Okul kapandı ve bayrak da gönderden indi!
Siz öğretmenle birlikte, köylünün bayrağını da elinden aldınız!
İstiklal Marşı ve Andımız nerede okunuyordu?
Okulda...
Siz köylüden İstiklal Marşı'nı ve Andımız'ı da çekip aldınız!
Köylü, milli bayramları nerede kutluyordu, nerede izliyordu, nerede katılım sağlıyordu?
Okulda...
Siz öğretmenle birlikte köylünün milli bayramlarını da elinden aldınız!
Bayramlarda okunan vatan ve millet şiirlerini, tarihi olaylarla ilgili köylüyü aydınlatan konuşmaları, duyulan milli coşkuyu, boru-trampet ve "rap, rap" seslerini ve dahi Türk'ü millet yapan milli şuuru elinden aldınız!
Okulu kapatıp öğretmeni çekerek; folkloru, piyesi, sportif faaliyetleri de çekmiş oldunuz!
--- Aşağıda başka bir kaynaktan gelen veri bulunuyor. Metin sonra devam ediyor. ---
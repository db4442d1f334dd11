use std::cell::Cell;
use std::path::PathBuf;
use std::rc::Rc;
use std::time::{Duration, Instant};

use anyhow::{Context, Result};
use clap::Parser;

use acsvm::{CodeData, Environment, ScopePath, ScriptType};

/// Load ACS modules and run their Open scripts until no thread is
/// active, one tick per 1/35 second.
#[derive(Debug, Parser)]
#[command(name = "acsvm-exec", version)]
struct Args {
    /// Bytecode module files, loaded in order.
    #[arg(required = true)]
    modules: Vec<PathBuf>,
}

const TICK_RATE: f64 = 1.0 / 35.0;

fn main() -> Result<()> {
    env_logger::init();
    let args = Args::parse();

    let mut env = Environment::new();
    env.set_module_loader(Rc::new(|name| std::fs::read(name.text_lossy())));

    let timer = Rc::new(Cell::new(0u32));
    let need_test_save = Rc::new(Cell::new(false));

    let cf_end_print = env.add_call_func(Rc::new(|_env, thread, _args| {
        println!("{}", String::from_utf8_lossy(&thread.print_buf));
        thread.print_buf.clear();
        Ok(false)
    }));
    let cf_timer = {
        let timer = timer.clone();
        env.add_call_func(Rc::new(move |_env, thread, _args| {
            thread.data_stk.push(timer.get());
            Ok(false)
        }))
    };
    let cf_collect = env.add_call_func(Rc::new(|env, thread, _args| {
        let freed = env.collect_strings();
        thread.data_stk.push(freed as u32);
        Ok(false)
    }));
    let cf_dump_locals = env.add_call_func(Rc::new(|_env, thread, _args| {
        println!("LocReg base={} len={}", thread.reg_base, thread.loc_regs.len());
        for (i, v) in thread.loc_regs[thread.reg_base..].iter().enumerate() {
            println!("  [{i}]={v}");
        }
        Ok(false)
    }));
    let cf_test_save = {
        let need = need_test_save.clone();
        env.add_call_func(Rc::new(move |_env, _thread, _args| {
            need.set(true);
            Ok(false)
        }))
    };

    env.add_code_data_acs0(86, CodeData::call_func(cf_end_print, 0));
    env.add_code_data_acs0(93, CodeData::call_func(cf_timer, 0));
    env.add_code_data_acs0(270, CodeData::call_func(cf_end_print, 0));

    env.add_func_data_acs0(0x10000, cf_test_save);
    env.add_func_data_acs0(0x10001, cf_collect);
    env.add_func_data_acs0(0x10002, cf_dump_locals);

    let path = ScopePath::new(0, 0, 0);
    env.activate(path);

    let mut loaded = Vec::new();
    for file in &args.modules {
        let name = env.get_module_name(file.to_string_lossy().as_bytes());
        let module = env
            .get_module(name)
            .with_context(|| format!("error loading module {}", file.display()))?;
        loaded.push(module);
    }
    for module in loaded {
        env.add_module(path, module)?;
    }
    env.add_module_finish(path)?;

    env.script_start_type(path, ScriptType::Open, &[]);

    while env.has_active_thread() {
        let deadline = Instant::now() + Duration::from_secs_f64(TICK_RATE);

        timer.set(timer.get() + 1);
        env.exec();

        if need_test_save.take() {
            let mut buf = Vec::new();
            env.save_state(&mut buf).context("saving state")?;
            env.load_state(&mut buf.as_slice()).context("restoring state")?;
        }

        if let Some(rest) = deadline.checked_duration_since(Instant::now()) {
            std::thread::sleep(rest);
        }
    }

    Ok(())
}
Çünkü köylerdeki futbol takımlarını kuranların neredeyse tamamı öğretmenlerdi. Köylerarası futbol turnuvalarını yok ettiniz!
Köylünün sosyalleşmesini yok ettiniz!
Siz köyden yalnızca bir öğretmeni almadınız. Çağdaş giyim ve kuşamı da çekip aldınız ve bu hamlenizle Cumhuriyet'in kıyafet devrimini köylerde çöpe atmış oldunuz!
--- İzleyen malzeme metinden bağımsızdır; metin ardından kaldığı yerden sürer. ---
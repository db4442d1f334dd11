//! acsvm
//!
//! An ACS bytecode virtual machine. The host feeds it module bytes,
//! registers call-funcs, activates a scope chain and drives the tick;
//! the VM loads and links modules, owns all shared state, and runs
//! scripts cooperatively against a per-tick instruction budget.
//!
//! ```no_run
//! use std::rc::Rc;
//! use acsvm::{Environment, ScopePath, ScriptType};
//!
//! let mut env = Environment::new();
//! env.set_module_loader(Rc::new(|name| std::fs::read(name.text_lossy())));
//!
//! let path = ScopePath::new(0, 0, 0);
//! env.activate(path);
//! let module = env.get_module(env.get_module_name(b"map01.o")).unwrap();
//! env.add_module(path, module).unwrap();
//! env.add_module_finish(path).unwrap();
//! env.script_start_type(path, ScriptType::Open, &[]);
//! while env.has_active_thread() {
//!     env.exec();
//! }
//! ```

pub mod code;
pub mod environment;
pub mod error;
pub mod format;
mod interp;
pub mod module;
pub mod scope;
pub mod script;
pub mod serial;
pub mod string;
pub mod thread;

/// The VM's uniform 32-bit value type. Signed operations reinterpret as
/// two's-complement.
pub type Word = u32;

pub use code::{Code, CodeData};
pub use environment::{CallFunc, Environment, ErrorHook, ModuleLoader, ScriptEndHook};
pub use error::{Error, Result};
pub use module::{Module, ModuleId, ModuleName};
pub use scope::{Array, GlobalScope, HubScope, MapScope, ScopePath};
pub use script::{Function, Script, ScriptFlags, ScriptIdent, ScriptType};
pub use string::{StringIdx, StringTable, STR_NONE};
pub use thread::{Thread, ThreadId, ThreadState};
Siz öğretmenle birlikte, köylünün çağdaş yaşam rehberini, aydınlık Türkiye'nin rol modelini ve dahi modern saç ve sakal tuvaletini bile elinden aldınız!
Aslında öğretmenin köyden çekilmiş olması Cumhuriyet köylüsüne indirilen ilk darbe değil, son darbeydi.
Çünkü ilk büyük darbe daha önce, 2003'lerden itibaren sessizce indirilmişti!
Neydi o darbe?
Anlatalım:
Cumhuriyetimizin ilelebet payidar kalması gerektiğine gönülden inanan Mustafa Kemal, bu payidar olmayı garanti kılacak neredeyse bütün tedbirleri aldırmıştı.